Et l’article L225-206 du Code de commerce précise que dans le cadre des sociétés anonymes, il est formellement interdit pour une société de souscrire à ses propres actions.

De manière extensive, cette interdiction s’applique :

  • aux opérations réalisées par la société elle-même
  • mais aussi à celles effectuées par un prête-nom.

Pour autant, le fait d’acquérir des droits sociaux par le recours à un prête-nom ne rend pas la cession nulle.

Néanmoins, la Cour précise que cette opération ne doit pas résulter de la collusion frauduleuse avec le véritable acquéreur.
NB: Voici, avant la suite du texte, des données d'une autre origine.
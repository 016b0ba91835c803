//! Database query modules.
//!
//! - pinned_media: pinned id <-> path rows and the `max_media_id` counter

pub mod pinned_media;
En vue notamment de se soustraire aux dispositions légales ou statutaires relatives à l’agrément des nouveaux associés ou de faire échec aux clauses d’un pacte d’actionnaires. (Cass. com. 26-3-1996 )

déclaration

Concernant la répartition des parts sociales dans les SARL, les associés peuvent encourir un risque pénal à utiliser un prête-nom.  En effet, « est puni d’un emprisonnement de six mois et d’une amende de 9 000 euros le fait, pour les associés d’une société à responsabilité limitée, d’omettre, dans l’acte de société, la déclaration concernant la répartition des parts sociales entre tous les associés, la libération des parts ou le dépôt des fonds. » (Article L241-1 du Code de commerce)

L’usage d’un prête-nom est légal. Il faut cependant être attentif à ne pas détourner le prête-nom de son usage normal. Il est nécessaire de se référer aux règles relatives à chaque type de société lors de la constitution ! La loi réprime sévèrement la tentative de fraude et le contournement de la loi.